Crushing Fantasy Sports Leaderboard
Crushing Fantasy Sports Leaderboard¶
Leverage historical data and Integer Linear Programming for selecting an optimal fantasy team.¶
Sports have played a pivotal role in our society for ages. It has been an active medium for entertainment and a means for uniting people.
Sports have given us legends who are followed, loved, and worshipped across the globe.
Over the last few years, the emergence of fantasy sports platforms has allowed fans to connect with sports on a deeper level.
According to a recent report published by Businesswire, North American Fantasy Sports Markets are expected to grow at a staggering CAGR of 10.7% over the next five years.
The story is no different in India, Asia. The fantasy sports platform, Dream11, has grown its user base by a jaw-dropping 6000% from a few lakh in 2015 users to over eight crore active users in 2020.
Selecting a fantasy team that is capable of earning the maximum points is not trivial.

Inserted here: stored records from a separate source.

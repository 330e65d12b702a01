//! Transition policy: which animator and which driver serve a request.

use slideover_core::{Edge, GestureKind, TransitionDirection};

use crate::adapter::{EdgePercentAdapter, PanPercentAdapter};
use crate::animator::TransitionAnimator;
use crate::driver::InteractiveTransitionDriver;

/// One presentation or dismissal ask.
///
/// Built by the trigger at the moment it fires and consumed immediately by
/// the coordinator's factory calls; it is never stored, so two triggers
/// cannot race to overwrite each other's edge or gesture kind.
#[derive(Clone, Copy, Debug, PartialEq, Eq)]
pub struct TransitionRequest {
    pub direction: TransitionDirection,
    pub edge: Edge,
    pub trigger: GestureKind,
}

impl TransitionRequest {
    pub fn presenting(edge: Edge, trigger: GestureKind) -> Self {
        Self {
            direction: TransitionDirection::Presenting,
            edge,
            trigger,
        }
    }

    pub fn dismissing(edge: Edge, trigger: GestureKind) -> Self {
        Self {
            direction: TransitionDirection::Dismissing,
            edge,
            trigger,
        }
    }
}

/// Stateless factory the host consults at the fixed points of its own
/// transition lifecycle.
#[derive(Clone, Copy, Debug, Default)]
pub struct TransitionCoordinator;

impl TransitionCoordinator {
    pub fn new() -> Self {
        Self
    }

    /// Animator for a presentation. Transitions are always animated,
    /// interactively or not, so this never declines.
    pub fn presentation_animator(&self, request: &TransitionRequest) -> TransitionAnimator {
        debug_assert_eq!(request.direction, TransitionDirection::Presenting);
        TransitionAnimator::new(TransitionDirection::Presenting, request.edge)
    }

    /// Animator for a dismissal; never declines either.
    pub fn dismissal_animator(&self, request: &TransitionRequest) -> TransitionAnimator {
        debug_assert_eq!(request.direction, TransitionDirection::Dismissing);
        TransitionAnimator::new(TransitionDirection::Dismissing, request.edge)
    }

    /// Driver for an interactive presentation.
    ///
    /// Only an edge-anchored swipe presents interactively. Returning a
    /// driver for anything else would tell the host to wait for percent
    /// updates that are never coming, so everything else is `None`.
    pub fn presentation_driver(
        &self,
        request: &TransitionRequest,
    ) -> Option<InteractiveTransitionDriver> {
        debug_assert_eq!(request.direction, TransitionDirection::Presenting);
        match request.trigger {
            GestureKind::EdgeSwipe => Some(InteractiveTransitionDriver::new(Box::new(
                EdgePercentAdapter::new(request.edge),
            ))),
            GestureKind::FreeDrag | GestureKind::Programmatic => None,
        }
    }

    /// Driver for an interactive dismissal.
    ///
    /// Edge swipes track against the container, free drags against the
    /// panel itself. Programmatic dismissals (taps, API calls) run the
    /// plain animation with no driver.
    pub fn dismissal_driver(
        &self,
        request: &TransitionRequest,
    ) -> Option<InteractiveTransitionDriver> {
        debug_assert_eq!(request.direction, TransitionDirection::Dismissing);
        match request.trigger {
            GestureKind::EdgeSwipe => Some(InteractiveTransitionDriver::new(Box::new(
                EdgePercentAdapter::new(request.edge),
            ))),
            GestureKind::FreeDrag => Some(InteractiveTransitionDriver::new(Box::new(
                PanPercentAdapter::new(),
            ))),
            GestureKind::Programmatic => None,
        }
    }
}

#[cfg(test)]
#[path = "tests/coordinator_tests.rs"]
mod tests;
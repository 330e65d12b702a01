//! Percent adapters: drag samples in, completion percentage out.

use slideover_core::{Edge, GestureSample, Rect};

use crate::constants::{EDGE_TOGGLE_THRESHOLD, PAN_TOGGLE_THRESHOLD};

/// Geometry snapshot an adapter reads alongside each sample.
#[derive(Clone, Copy, Debug)]
pub struct SceneGeometry {
    /// Bounds of the stationary transition container.
    pub container: Rect,
    /// Current frame of the view under the user's finger.
    pub dragged_view: Rect,
}

/// Converts a live drag sample into a completion percentage toward
/// revealing or dismissing the panel.
///
/// Implementations are pure with respect to the sample and geometry, and
/// they never clamp: callers can observe values below 0 or above 1 during
/// fast drags that overshoot the container.
pub trait GestureSignalAdapter {
    /// Fraction of the way the drag has travelled toward completion.
    fn percent_for_gesture(&self, sample: &GestureSample, geometry: &SceneGeometry) -> f32;

    /// Percent at or above which a released drag resolves to finish.
    fn toggle_threshold(&self) -> f32;
}

/// Percent as distance travelled from a screen edge.
///
/// Positions are measured in the transition container's coordinate space:
/// both endpoints' views are sliding during the transition, so the
/// container is the only space that holds still.
#[derive(Clone, Copy, Debug)]
pub struct EdgePercentAdapter {
    edge: Edge,
}

impl EdgePercentAdapter {
    pub fn new(edge: Edge) -> Self {
        Self { edge }
    }

    pub fn edge(&self) -> Edge {
        self.edge
    }
}

impl GestureSignalAdapter for EdgePercentAdapter {
    fn percent_for_gesture(&self, sample: &GestureSample, geometry: &SceneGeometry) -> f32 {
        let width = geometry.container.width;
        let height = geometry.container.height;
        let location = sample.location;

        match self.edge {
            Edge::Right => (width - location.x) / width,
            Edge::Left => location.x / width,
            Edge::Bottom => (height - location.y) / height,
            Edge::Top => location.y / height,
        }
    }

    fn toggle_threshold(&self) -> f32 {
        EDGE_TOGGLE_THRESHOLD
    }
}

/// Percent as pan translation across the dragged view's own width.
///
/// Only horizontal translation is interpreted, which is correct for the
/// left/right panel configurations this library ships.
// TODO: project the translation onto the dismissal edge's travel axis so
// top/bottom panels track vertical drags too.
#[derive(Clone, Copy, Debug, Default)]
pub struct PanPercentAdapter;

impl PanPercentAdapter {
    pub fn new() -> Self {
        Self
    }
}

impl GestureSignalAdapter for PanPercentAdapter {
    fn percent_for_gesture(&self, sample: &GestureSample, geometry: &SceneGeometry) -> f32 {
        sample.translation.dx / geometry.dragged_view.width
    }

    fn toggle_threshold(&self) -> f32 {
        PAN_TOGGLE_THRESHOLD
    }
}

#[cfg(test)]
#[path = "tests/adapter_tests.rs"]
mod tests;
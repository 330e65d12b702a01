//! Recording transition context for driver and animator tests.

use std::cell::{Cell, RefCell};

use slideover_core::{Rect, TransitionContext, ViewRole};

/// One observed context call, in arrival order.
#[derive(Clone, Copy, Debug, PartialEq)]
pub enum ContextOp {
    SetFrame(ViewRole, Rect),
    Mount(ViewRole),
    UpdatePercent(f32),
    Finish,
    Cancel,
    Complete(bool),
}

/// [`TransitionContext`] that records every sink call.
///
/// `finish`/`cancel` flip the cancelled flag the way a host's
/// percent-driven infrastructure would, so completion reporting can be
/// asserted end to end.
pub struct RecordingContext {
    container: Rect,
    initial_frames: [Rect; 2],
    final_frames: [Rect; 2],
    cancelled: Cell<bool>,
    ops: RefCell<Vec<ContextOp>>,
}

impl RecordingContext {
    /// Context whose views all default to the container's bounds.
    pub fn new(container: Rect) -> Self {
        Self {
            container,
            initial_frames: [container; 2],
            final_frames: [container; 2],
            cancelled: Cell::new(false),
            ops: RefCell::new(Vec::new()),
        }
    }

    pub fn with_initial_frame(mut self, role: ViewRole, frame: Rect) -> Self {
        self.initial_frames[Self::index(role)] = frame;
        self
    }

    pub fn with_final_frame(mut self, role: ViewRole, frame: Rect) -> Self {
        self.final_frames[Self::index(role)] = frame;
        self
    }

    /// Snapshot of every recorded call so far.
    pub fn ops(&self) -> Vec<ContextOp> {
        self.ops.borrow().clone()
    }

    fn index(role: ViewRole) -> usize {
        match role {
            ViewRole::From => 0,
            ViewRole::To => 1,
        }
    }

    fn record(&self, op: ContextOp) {
        self.ops.borrow_mut().push(op);
    }
}

impl TransitionContext for RecordingContext {
    fn container_bounds(&self) -> Rect {
        self.container
    }

    fn initial_frame(&self, role: ViewRole) -> Rect {
        self.initial_frames[Self::index(role)]
    }

    fn final_frame(&self, role: ViewRole) -> Rect {
        self.final_frames[Self::index(role)]
    }

    fn mount_view(&self, role: ViewRole) {
        self.record(ContextOp::Mount(role));
    }

    fn set_frame(&self, role: ViewRole, frame: Rect) {
        self.record(ContextOp::SetFrame(role, frame));
    }

    fn update_percent(&self, percent: f32) {
        self.record(ContextOp::UpdatePercent(percent));
    }

    fn finish(&self) {
        self.cancelled.set(false);
        self.record(ContextOp::Finish);
    }

    fn cancel(&self) {
        self.cancelled.set(true);
        self.record(ContextOp::Cancel);
    }

    fn was_cancelled(&self) -> bool {
        self.cancelled.get()
    }

    fn complete_transition(&self, did_complete: bool) {
        self.record(ContextOp::Complete(did_complete));
    }
}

Often, emotions take over and your team ends up at the bottom of the points table in the fantasy league.
In this blog post, we shall explore a data-driven approach for selecting the fantasy team objectively given historical data.
Data Description -¶
- For the sake of this blog, let’s focus on the game of cricket. Technically, once we have chalked out the details it is trivial to extend the logic for other sports.
- I have managed to dump the historical fantasy points data for two of the biggest teams in the Indian Premier League (IPL), Chennai Super Kings and Mumbai Indians, in a CSV file.
The input file for auto-selecting players has the following fields -
- Cost - Most of the fantasy websites (including Dream11) allocate a total budget which cannot be exceeded.
- last_5_matches_points - This field is a list of points accrued by a player in his last 5 matches.
- player_category - This field highlights the category of the player. In the case of cricket, the possible categories are wicket-keeper, batsman, all-rounder, bowler. For a sport like football, the possible categories are - Goalkeeper, Defender, Midfielder, Striker. This field is important because every fantasy website restricts the number of players one can select from each of these categories.
- player_name - This field highlights the player name on a fantasy sports website.
- team_name - This column in the data frame highlights the team name of the player.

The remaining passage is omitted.